Publicado el: 04 Nov 2016

El bar de Tere

Por Fernando ROMERO

Cerraron el chigre de Tere, en Bermiego. Uno más de los bares-tienda de los pueblos de nuestros valles y montañas. Era un lugar de reunión, algo penumbroso con sus bombillas peladas y el olor a embutido bien curtido y a chorizo ahumado en el chabolo. Los paisanos hablaban alto y soltaban cagamentos y por las ventanas orientadas al Oeste, entraba a bocanadas el sol del atardecer, que bostezaba y se ocultaba lentamente más allá del Picu Gorrión.
El bar de Tere (y de Eduardo) era un lugar especial en donde uno dejaba fuera las madreñas, el palín de avellano, el perro pulgoso, la mala hostia y entraba en zapatillas de cuadros dispuesto a pasar un rato agradable. Siempre había alguna tertulia y los fines de semana corrían los cacharros y los vinos y se jugaba a las cartas.
El bar de Tere tenía también tienda. Podías encontrar desde pienso pa las pitas hasta leche y garbanzos.
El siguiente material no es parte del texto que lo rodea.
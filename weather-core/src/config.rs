use anyhow::{Context, Result, anyhow};
use directories::ProjectDirs;
use serde::{Deserialize, Serialize};
use std::{
    fs,
    path::{Path, PathBuf},
};

/// Config file looked up relative to the working directory before falling
/// back to the platform config directory.
pub const LOCAL_CONFIG_PATH: &str = "config/config.toml";

/// Where and what to fetch.
#[derive(Debug, Clone, PartialEq, Serialize, Deserialize)]
#[serde(default)]
pub struct ApiConfig {
    pub base_url: String,
    pub latitude: f64,
    pub longitude: f64,
    /// Current-weather variables, sent comma-joined as the `current` query parameter.
    pub params: Vec<String>,
    pub timeout_secs: u64,
}

impl Default for ApiConfig {
    fn default() -> Self {
        Self {
            base_url: "https://api.open-meteo.com/v1/forecast".to_string(),
            latitude: -23.5505,
            longitude: -46.6333,
            params: [
                "temperature_2m",
                "precipitation",
                "weather_code",
                "wind_speed_10m",
                "relative_humidity_2m",
            ]
            .into_iter()
            .map(String::from)
            .collect(),
            timeout_secs: 10,
        }
    }
}

/// Output formats and directories for the load stage.
#[derive(Debug, Clone, PartialEq, Serialize, Deserialize)]
#[serde(default)]
pub struct OutputConfig {
    pub raw_format: String,
    pub processed_format: String,
    pub raw_dir: PathBuf,
    pub processed_dir: PathBuf,
    pub historical_file: String,
}

impl Default for OutputConfig {
    fn default() -> Self {
        Self {
            raw_format: "json".to_string(),
            processed_format: "csv".to_string(),
            raw_dir: PathBuf::from("data/raw"),
            processed_dir: PathBuf::from("data/processed"),
            historical_file: crate::load::DEFAULT_HISTORICAL_FILE.to_string(),
        }
    }
}

#[derive(Debug, Clone, PartialEq, Serialize, Deserialize)]
#[serde(default)]
pub struct LoggingConfig {
    /// One of trace, debug, info, warn, error.
    pub level: String,
    /// `full` or `compact`.
    pub format: String,
    pub dir: PathBuf,
}

impl Default for LoggingConfig {
    fn default() -> Self {
        Self {
            level: "info".to_string(),
            format: "full".to_string(),
            dir: PathBuf::from("logs"),
        }
    }
}

/// Top-level configuration stored on disk.
///
/// Example TOML:
/// ```toml
/// [api]
/// latitude = -23.5
/// longitude = -46.6
///
/// [output]
/// processed_format = "json"
/// ```
#[derive(Debug, Clone, PartialEq, Serialize, Deserialize, Default)]
#[serde(default)]
pub struct Config {
    pub api: ApiConfig,
    pub output: OutputConfig,
    pub logging: LoggingConfig,
}

impl Config {
    /// Load config from `path`, or return the defaults if it doesn't exist yet.
    pub fn load(path: &Path) -> Result<Self> {
        if !path.exists() {
            // First run: no config file, use defaults.
            return Ok(Self::default());
        }

        let contents = fs::read_to_string(path)
            .with_context(|| format!("Failed to read config file: {}", path.display()))?;

        let cfg: Config = toml::from_str(&contents)
            .with_context(|| format!("Failed to parse config file: {}", path.display()))?;

        Ok(cfg)
    }

    /// Save config to `path`, creating parent directories as needed.
    pub fn save(&self, path: &Path) -> Result<()> {
        if let Some(parent) = path.parent().filter(|p| !p.as_os_str().is_empty()) {
            fs::create_dir_all(parent).with_context(|| {
                format!("Failed to create config directory: {}", parent.display())
            })?;
        }

        let toml =
            toml::to_string_pretty(self).context("Failed to serialize configuration to TOML")?;

        fs::write(path, toml)
            .with_context(|| format!("Failed to write config file: {}", path.display()))?;

        Ok(())
    }

    /// Resolve the config file to use: an explicit path wins, then the
    /// working-directory file, then the platform config directory.
    pub fn resolve_path(explicit: Option<&Path>) -> Result<PathBuf> {
        if let Some(path) = explicit {
            return Ok(path.to_path_buf());
        }

        let local = PathBuf::from(LOCAL_CONFIG_PATH);
        if local.exists() {
            return Ok(local);
        }

        Self::platform_config_path()
    }

    /// Path to the config file in the platform config directory.
    pub fn platform_config_path() -> Result<PathBuf> {
        let dirs = ProjectDirs::from("dev", "weather-etl", "weather-etl")
            .ok_or_else(|| anyhow!("Could not determine platform config directory"))?;

        Ok(dirs.config_dir().join("config.toml"))
    }
}
use chrono::Local;
use std::{
    fmt,
    fs::{self, File, OpenOptions},
    io::{self, BufWriter, Write},
    path::{Path, PathBuf},
};
use thiserror::Error;

use crate::model::{HistoricalTable, RawWeatherPayload, WeatherRecord, write_records_csv};

pub const DEFAULT_HISTORICAL_FILE: &str = "weather_historical.csv";

const FILE_TIMESTAMP_FORMAT: &str = "%Y%m%d_%H%M%S";

const MAX_SNAPSHOT_SUFFIX: usize = 1000;

#[derive(Debug, Error)]
pub enum LoadError {
    #[error("unsupported output format '{0}'")]
    UnsupportedFormat(String),
    #[error("no records to save")]
    EmptyTable,
    #[error("I/O error on {path}: {source}")]
    Io {
        path: PathBuf,
        #[source]
        source: io::Error,
    },
    #[error("CSV error on {path}: {source}")]
    Csv {
        path: PathBuf,
        #[source]
        source: csv::Error,
    },
    #[error("JSON error on {path}: {source}")]
    Json {
        path: PathBuf,
        #[source]
        source: serde_json::Error,
    },
}

impl LoadError {
    fn io(path: &Path) -> impl FnOnce(io::Error) -> Self + '_ {
        move |source| Self::Io { path: path.to_path_buf(), source }
    }

    fn csv(path: &Path) -> impl FnOnce(csv::Error) -> Self + '_ {
        move |source| Self::Csv { path: path.to_path_buf(), source }
    }

    fn json(path: &Path) -> impl FnOnce(serde_json::Error) -> Self + '_ {
        move |source| Self::Json { path: path.to_path_buf(), source }
    }
}

#[derive(Debug, Clone, Copy, PartialEq, Eq, Hash)]
pub enum OutputFormat {
    Json,
    Csv,
}

impl OutputFormat {
    pub fn as_str(&self) -> &'static str {
        match self {
            OutputFormat::Json => "json",
            OutputFormat::Csv => "csv",
        }
    }

    pub fn extension(&self) -> &'static str {
        self.as_str()
    }
}

impl fmt::Display for OutputFormat {
    fn fmt(&self, f: &mut fmt::Formatter<'_>) -> fmt::Result {
        f.write_str(self.as_str())
    }
}

impl TryFrom<&str> for OutputFormat {
    type Error = LoadError;

    fn try_from(value: &str) -> Result<Self, Self::Error> {
        match value.to_lowercase().as_str() {
            "json" => Ok(OutputFormat::Json),
            "csv" => Ok(OutputFormat::Csv),
            _ => Err(LoadError::UnsupportedFormat(value.to_string())),
        }
    }
}

/// Writes raw snapshots, processed snapshots and the cumulative history.
#[derive(Debug, Clone)]
pub struct WeatherLoader {
    raw_dir: PathBuf,
    processed_dir: PathBuf,
}

impl WeatherLoader {
    /// Both directories (and their parents) are created if missing.
    pub fn new(
        raw_dir: impl Into<PathBuf>,
        processed_dir: impl Into<PathBuf>,
    ) -> Result<Self, LoadError> {
        let raw_dir = raw_dir.into();
        let processed_dir = processed_dir.into();

        for dir in [&raw_dir, &processed_dir] {
            fs::create_dir_all(dir).map_err(LoadError::io(dir))?;
        }

        Ok(Self { raw_dir, processed_dir })
    }

    pub fn raw_dir(&self) -> &Path {
        &self.raw_dir
    }

    pub fn processed_dir(&self) -> &Path {
        &self.processed_dir
    }

    /// Parse a configured format name, logging when it is not recognised.
    pub fn parse_format(name: &str) -> Result<OutputFormat, LoadError> {
        OutputFormat::try_from(name).inspect_err(|e| {
            tracing::error!(message = "unsupported output format", error = %e);
        })
    }

    /// Write the full payload to a new `weather_raw_<YYYYMMDD_HHMMSS>.json`.
    /// Only JSON is supported for raw snapshots.
    pub fn save_raw_data(
        &self,
        payload: &RawWeatherPayload,
        format: OutputFormat,
    ) -> Result<PathBuf, LoadError> {
        if format != OutputFormat::Json {
            let err = LoadError::UnsupportedFormat(format.to_string());
            tracing::error!(message = "unsupported raw output format", error = %err);
            return Err(err);
        }

        let (path, file) = create_snapshot(&self.raw_dir, "weather_raw", format)
            .inspect_err(|e| tracing::error!(message = "failed to save raw data", error = %e))?;
        tracing::info!(message = "saving raw data", path = %path.display());

        write_json(&path, file, payload)
            .inspect(|_| tracing::info!(message = "raw data saved", path = %path.display()))
            .inspect_err(|e| tracing::error!(message = "failed to save raw data", error = %e))?;

        Ok(path)
    }

    /// Write `records` to a new `weather_processed_<YYYYMMDD_HHMMSS>.<ext>` as
    /// CSV or as a JSON array of objects. An empty slice writes nothing.
    pub fn save_processed_data(
        &self,
        records: &[WeatherRecord],
        format: OutputFormat,
    ) -> Result<PathBuf, LoadError> {
        if records.is_empty() {
            tracing::warn!("no processed records, nothing to save");
            return Err(LoadError::EmptyTable);
        }

        let (path, file) = create_snapshot(&self.processed_dir, "weather_processed", format)
            .inspect_err(|e| {
                tracing::error!(message = "failed to save processed data", error = %e);
            })?;
        tracing::info!(
            message = "saving processed data",
            path = %path.display(),
            format = %format,
        );

        let written = match format {
            OutputFormat::Csv => write_records_csv(records, file).map_err(LoadError::csv(&path)),
            OutputFormat::Json => write_json(&path, file, records),
        };

        match written {
            Ok(()) => {
                tracing::info!(
                    message = "processed data saved",
                    path = %path.display(),
                    rows = records.len(),
                );
                Ok(path)
            }
            Err(e) => {
                tracing::error!(message = "failed to save processed data", error = %e);
                Err(e)
            }
        }
    }

    /// Add `records` to the end of the cumulative CSV in the processed
    /// directory, returning the total row count afterwards.
    ///
    /// The existing file is read completely and rewritten with the new rows
    /// after the old ones. This is not safe when several runs share the file.
    pub fn append_to_historical(
        &self,
        records: &[WeatherRecord],
        filename: &str,
    ) -> Result<usize, LoadError> {
        if records.is_empty() {
            tracing::warn!("no processed records, historical file left untouched");
            return Err(LoadError::EmptyTable);
        }

        let path = self.processed_dir.join(filename);
        tracing::info!(message = "appending to historical data", path = %path.display());

        match append_rows(&path, records) {
            Ok((total, created)) => {
                let message = if created {
                    "historical file created"
                } else {
                    "historical data appended"
                };
                tracing::info!(message, path = %path.display(), rows = total);
                Ok(total)
            }
            Err(e) => {
                tracing::error!(message = "failed to append to historical data", error = %e);
                Err(e)
            }
        }
    }
}

/// Create `<prefix>_<YYYYMMDD_HHMMSS>.<ext>` in `dir`, never reusing an
/// existing file. Later saves within the same second get a `_<n>` suffix.
fn create_snapshot(
    dir: &Path,
    prefix: &str,
    format: OutputFormat,
) -> Result<(PathBuf, File), LoadError> {
    let stem = format!("{prefix}_{}", Local::now().format(FILE_TIMESTAMP_FORMAT));

    for attempt in 0..MAX_SNAPSHOT_SUFFIX {
        let name = match attempt {
            0 => format!("{stem}.{}", format.extension()),
            n => format!("{stem}_{n}.{}", format.extension()),
        };
        let path = dir.join(name);

        match OpenOptions::new().write(true).create_new(true).open(&path) {
            Ok(file) => return Ok((path, file)),
            Err(e) if e.kind() == io::ErrorKind::AlreadyExists => continue,
            Err(e) => return Err(LoadError::io(&path)(e)),
        }
    }

    let path = dir.join(format!("{stem}.{}", format.extension()));
    Err(LoadError::io(&path)(io::Error::new(
        io::ErrorKind::AlreadyExists,
        "no free snapshot name left for this second",
    )))
}

// Pretty-printed; serde_json leaves non-ASCII characters unescaped.
fn write_json<T: serde::Serialize + ?Sized>(
    path: &Path,
    file: File,
    value: &T,
) -> Result<(), LoadError> {
    let mut out = BufWriter::new(file);
    serde_json::to_writer_pretty(&mut out, value).map_err(LoadError::json(path))?;
    out.flush().map_err(LoadError::io(path))
}

fn append_rows(path: &Path, records: &[WeatherRecord]) -> Result<(usize, bool), LoadError> {
    let created = !path.exists();
    let mut table = if created {
        HistoricalTable::new()
    } else {
        HistoricalTable::read_csv(path).map_err(LoadError::csv(path))?
    };

    table.extend(records);
    table.write_csv(path).map_err(LoadError::csv(path))?;

    Ok((table.len(), created))
}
Era una despensa muy agradecida, en donde vecinos y forasteros acudíamos a pertrecharnos de víveres sin coger el coche, porque era también una excusa perfecta para salir a dar un paseo y charlar con la gente.
Los bares tienda deberían estar protegidos como los parques naturales, los osos, los lobos o el arte prerrománico, porque son la esencia de la comunidad de nuestros pueblos, el templo al que recalan ricos, pobres, altos, bajos, chupatintas o campesinos, guajes y vieyos.
En el bar de Tere se reunían los cazadores a comer jabalí y venado cazado en recónditos parajes a los que solo un rastreador como Eduardo sabe llegar. Los amigos se reunían también a jalarse de vez en cuando un cabrito guisado regado con buen vino. Las paisanas acudían a coger el pan y de paso a reñir al hombre por tardar tanto en volver. Algunas, las más jóvenes, preferían alternar con los demás.
El bar de Tere cerró y, por absurdo que parezca, este hecho no deja de tener su importancia. Cuando un bar tienda deja de existir se pierde algo en un pueblo, como cuando muere un vecino, como cuando se va para siempre una familia a la ciudad en busca de futuro, como cuando el ganadero se jubila, vende las vacas y nadie más toma el testigo.
Gelita, un poco más al Norte pero en la misma falda del Aramo, en Villamexín, también tiene una tienda de toda la vida que conocí gracias a Queco el del Sabil. Ella resiste, pero sabe que más tarde o más temprano cerrará porque ella no está allí para ser un elemento decorativo más del pueblo sino para trabajar y ganarse la vida. Y es difícil cuando va desapareciendo el vecindario sin probable renovación.
No toda la culpa es del famoso despoblamiento rural. Mucha culpa la tienen también las grandes superficies que han invadido nuestras ciudades generando una absurda y nociva cultura de consumo en donde prevalece la deshumanización.
En los grandes supermercados las cajeras no dan conversación y cuando llega su hora cierran, no como Gelita o Tere, que si te faltaba algo te abría la tienda y si no llevabas perras, se lo dabas otro día. Se acaba un mundo sin duda mejor y lo echaremos de menos porque con él se acaba también una manera tranquila y armoniosa de habitar este planeta.